1. ## multinomial?

$\displaystyle F:=F(A,B,C,D)=(A+B+C+D)^{6}$ and $\displaystyle G:=G(A,B,C,D)=(A^{2}+B+C^{2}+D)^{4}$

determine the coefficients with which the following terms appear in F and G.
i)$\displaystyle A^{2}BC^{2}D$
ii)$\displaystyle A^{2}B^{2}CD$
iii)$\displaystyle A^{2}B^{3}$

i have some lecture notes on this but would find it great help if someone could show me how,also so i could double check my answers when i get them.

2. Any term in the expansion of $\displaystyle \left( {A + B + C + D} \right)^6$ appears as $\displaystyle \frac{{6!}}{{g!h!j!k!}}A^g B^h C^j D^k$ where the non-negative integers $\displaystyle g + h + j + k = 6$.

3. but what about an example for G when there is a power included?

4. Originally Posted by skystar
but what about an example for G when there is a power included?

5. well for iii) and using G,

then 4!/(4!)(4!)

would the powers get added to one another.

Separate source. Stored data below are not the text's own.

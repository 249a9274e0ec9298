//! Directory abstraction consumed by flushes and merges.
//!
//! The write path never interprets file contents beyond their length; codecs
//! own the bytes. Two backends are provided:
//!
//! - [`memory::RamDirectory`]: in-memory files, used by tests and
//!   short-lived indexes
//! - [`file::FsDirectory`]: one file per name below a root path, with a
//!   one-time probe for spinning media
//!
//! [`rate_limit::RateLimitedDirectory`] decorates any directory so that every
//! output created through it is throttled (and abortable) by a merge's
//! [`rate_limit::MergeRateLimiter`].

use std::fmt::Debug;
use std::io::{Read, Write};

use crate::error::{Result, SluiceError};

pub mod file;
pub mod memory;
pub mod rate_limit;

/// A named, flat collection of files.
pub trait Directory: Send + Sync + Debug {
    /// Create (or truncate) a file for writing.
    fn create_output(&self, name: &str) -> Result<Box<dyn IndexOutput>>;

    /// Open an existing file for reading.
    fn open_input(&self, name: &str) -> Result<Box<dyn IndexInput>>;

    /// Delete a file. Deleting a missing file is an error.
    fn delete_file(&self, name: &str) -> Result<()>;

    /// Check if a file exists.
    fn file_exists(&self, name: &str) -> bool;

    /// Length of a file in bytes.
    fn file_length(&self, name: &str) -> Result<u64>;

    /// All file names, sorted.
    fn list_all(&self) -> Result<Vec<String>>;

    /// Atomically rename a file.
    fn rename(&self, source: &str, dest: &str) -> Result<()>;

    /// Make the named files durable.
    fn sync(&self, names: &[String]) -> Result<()>;

    /// Whether the backing storage is spinning media.
    ///
    /// Used once by the concurrent merge scheduler to pick default thread and
    /// merge counts.
    fn is_spinning(&self) -> bool {
        false
    }

    /// Read a whole file into memory.
    fn read_file(&self, name: &str) -> Result<Vec<u8>> {
        let mut input = self.open_input(name)?;
        let mut bytes = Vec::with_capacity(input.length() as usize);
        input.read_to_end(&mut bytes)?;
        Ok(bytes)
    }

    /// Write a whole file and close it.
    fn write_file(&self, name: &str, bytes: &[u8]) -> Result<()> {
        let mut output = self.create_output(name)?;
        output.write_all(bytes)?;
        output.close()
    }

    /// Delete a file if it exists, ignoring missing files.
    fn delete_if_exists(&self, name: &str) -> Result<()> {
        if self.file_exists(name) {
            self.delete_file(name)?;
        }
        Ok(())
    }
}

/// A readable file.
pub trait IndexInput: Read + Send + Debug {
    /// Length of the file in bytes.
    fn length(&self) -> u64;
}

/// A writable file. Data becomes visible to readers once closed.
pub trait IndexOutput: Write + Send + Debug {
    /// Number of bytes written so far.
    fn position(&self) -> u64;

    /// Flush and publish the file.
    fn close(&mut self) -> Result<()>;
}

/// Sum of the lengths of `files`; missing files are an error.
pub fn total_file_length(directory: &dyn Directory, files: &[String]) -> Result<u64> {
    let mut total = 0u64;
    for name in files {
        total = total.checked_add(directory.file_length(name)?).ok_or_else(|| {
            SluiceError::illegal_state(format!("file sizes overflow while summing {name}"))
        })?;
    }
    Ok(total)
}

#[cfg(test)]
mod tests {
    use super::memory::RamDirectory;
    use super::*;

    #[test]
    fn test_read_write_helpers() {
        let dir = RamDirectory::new();
        dir.write_file("a.bin", b"hello").unwrap();
        dir.write_file("b.bin", b"world!").unwrap();

        assert_eq!(dir.read_file("a.bin").unwrap(), b"hello");
        assert_eq!(
            total_file_length(&dir, &["a.bin".to_string(), "b.bin".to_string()]).unwrap(),
            11
        );

        dir.delete_if_exists("a.bin").unwrap();
        dir.delete_if_exists("a.bin").unwrap();
        assert!(!dir.file_exists("a.bin"));
        assert!(total_file_length(&dir, &["a.bin".to_string()]).is_err());
    }
}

6. Any term in the expansion of $\displaystyle \left( {A^2 + B + C^2 + D} \right)^4$ appears as $\displaystyle \frac{{4!}}{{g!h!j!k!}}A^{2g} B^h C^{2j} D^k$ where the non-negative integers $\displaystyle g + h + j + k = 4$.

ii) cannot appear in g! Do you see why?
iii) cannot appear in f, but it can in g! Do you see why?

7. im still getting really confused as to why it cant appear. for iii in G

i do (4!/2!3!) ((A^4)(B^3)(C^2)(D))

$\displaystyle =2 A^{4}B^{3}C^{2}D$
thanks